Действительно, как император, так и его солдаты были пронизаны тем чувством, которое Клаузевиц блистательно охарактеризовал словами «полнокровное чувство победы», то есть такое состояние, когда уверенность в своих силах, умение и желание драться таковы, что люди не могут себе представить другого исхода, кроме победы. Это не просто порыв энтузиазма, это пронизывающая до глубины души вера в себя, в своих товарищей по оружию, в своего полководца.
Единственное, в чем мог сомневаться Наполеон, – сумеет ли он заставить союзников перейти в наступление, удастся ли сделать так, чтобы они поверили в его слабость. Для этого у императора был широкий арсенал средств. Для начала он намеренно оставил у Брюнна лишь около 50 тыс. человек. Внешне расположение Великой армии казалось очень разбросанным, на самом деле, занимая центральное положение, используя привычку своих солдат к быстрым маршам, Наполеон мог за короткое время подвести к месту решающего столкновения дополнительно не менее 20–25 тыс. человек. Все зависело от сроков – необходимы были сутки для того, чтобы сосредоточить войска, расположенные в окрестностях Брюнна, через двое суток он мог увеличить свою армию до 70 тыс. человек[730]
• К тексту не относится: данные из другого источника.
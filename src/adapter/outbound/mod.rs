//! Outbound adapters: provider clients and storage.

pub mod bsv;
pub mod eth;
pub mod http;
pub mod memory;
pub mod storage;
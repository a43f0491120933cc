//! Chain-agnostic balance domain types.
//!
//! Nothing here touches the network or the filesystem; amounts are handled as
//! decimal strings and raw `U256` values.

pub mod amount;
pub mod balance;
pub mod chain;
pub mod metadata;
pub mod request;
pub mod token;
.Однако внешне французская армия выглядела малочисленной. Император не довольствовался этим. Он выдвинул далеко вперед к Вишау (30 км от Брюнна к востоку) гусарскую бригаду Трейяра (300 человек). Этот отряд был таким маленьким и изолированным, что он словно провоцировал союзников на атаку. Но самым главным было то, что Наполеон ограничился исключительно пассивными действиями. Все это настолько отличалось от его обычного стиля ведения войны, что у его противников не могло не сложиться впечатление, что Великая армия отныне опасается столкновения, а ее полководец застыл в опасливой нерешительности.
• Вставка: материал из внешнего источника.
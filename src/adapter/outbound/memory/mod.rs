//! In-memory adapters.

pub mod metadata;
//! JSON file persistence for the balance cache.
//!
//! The file is a single object keyed by `<chain>:<address>[:<token>]`:
//!
//! ```json
//! {
//!   "eth:0xabc": { "chain": "eth", "address": "0xabc", "balance": "1.5", ... },
//!   "eth:0xabc:0xA0b8...": { "chain": "eth", "symbol": "USDC", ... }
//! }
//! ```

use std::collections::BTreeMap;
use std::fs;
use std::io::{ErrorKind, Write};
use std::path::{Path, PathBuf};

use tracing::{debug, warn};

use crate::domain::balance::CacheEntry;
use crate::error::Result;
use crate::port::outbound::cache::CacheStorage;

pub struct JsonFileStorage {
    path: PathBuf,
}

impl JsonFileStorage {
    pub fn new(path: impl Into<PathBuf>) -> Self {
        Self { path: path.into() }
    }

    #[must_use]
    pub fn path(&self) -> &Path {
        &self.path
    }

    fn temp_path(&self) -> PathBuf {
        let mut name = self
            .path
            .file_name()
            .map(|n| n.to_os_string())
            .unwrap_or_else(|| "balances.json".into());
        name.push(".tmp");
        self.path.with_file_name(name)
    }
}

impl CacheStorage for JsonFileStorage {
    /// A missing file loads as an empty cache.
    fn load(&self) -> Result<Vec<CacheEntry>> {
        let bytes = match fs::read(&self.path) {
            Ok(bytes) => bytes,
            Err(err) if err.kind() == ErrorKind::NotFound => {
                debug!(path = %self.path.display(), "No balance cache file yet");
                return Ok(Vec::new());
            }
            Err(err) => return Err(err.into()),
        };

        let stored: BTreeMap<String, CacheEntry> = serde_json::from_slice(&bytes)?;
        let entries = stored
            .into_iter()
            .map(|(key, entry)| {
                if key != entry.key().to_string() {
                    warn!(key = %key, actual = %entry.key(), "Cache file key does not match entry");
                }
                entry
            })
            .collect();
        Ok(entries)
    }

    /// Written to a sibling temp file, then renamed over the target.
    fn save(&self, entries: &[CacheEntry]) -> Result<()> {
        if let Some(dir) = self.path.parent().filter(|d| !d.as_os_str().is_empty()) {
            fs::create_dir_all(dir)?;
        }

        let keyed: BTreeMap<String, &CacheEntry> = entries
            .iter()
            .map(|entry| (entry.key().to_string(), entry))
            .collect();
        let json = serde_json::to_vec_pretty(&keyed)?;

        let temp = self.temp_path();
        {
            let mut file = fs::File::create(&temp)?;
            file.write_all(&json)?;
            file.sync_all()?;
        }
        fs::rename(&temp, &self.path)?;

        debug!(path = %self.path.display(), entries = keyed.len(), "Balance cache saved");
        Ok(())
    }
}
Результат превзошел все ожидания. Молодой царь и его окружение попались на приманку. Позже известный русский историк Михайловский-Данилевский будет утверждать, что решение о наступлении было принято в результате предательской деятельности австрийцев, стремившихся погубить русское войско. Михайловский-Данилевский писал: «…лица, имевшие влияние в Венском Кабинете, разделяли общее мнение в Австрии о невозможности победить Наполеона, думали, что продолжение борьбы с ним навлечет страшные бедствия на монархию… Скорее желая избавиться от несчастий, тяготевших над государством, и тех, какие предвидели, они хотели мира. Препятствием к достижению сей цели был Император Александр. Потому вознамерились они ввести его армию в сражение, не могшее стоить дорого их соотечественникам»[731]
.Вот уж поистине с больной головы на здоровую! Вовсе не коварные австрийцы, а юные друзья царя и прежде всего 28-летний князь Петр Петрович Долгоруков. Красавец князь был заводилой в клане молодых людей, которые больше всего влияли на решения Александра I. Царь не слушал разумных советов Кутузова, зато полностью доверял мнению своих фаворитов. Генерал Ланжерон, французский эмигрант, служивший тогда в рядах русской армии, очень точно охарактеризовал тогдашние настроения в русском штабе и отношение Александра I к опытным генералам. Он «…мало уважал их, редко принимал, мало говорил с ними, оставляя для пяти-шести юных фаворитов, для своих адъютантов все свои милости, он предавался с ними фамильярности, оскорбительной для старых генералов, которые видели, как все, даже вплоть до их манер, высмеивается этими детьми, влияние которых распространялось повсюду»[732]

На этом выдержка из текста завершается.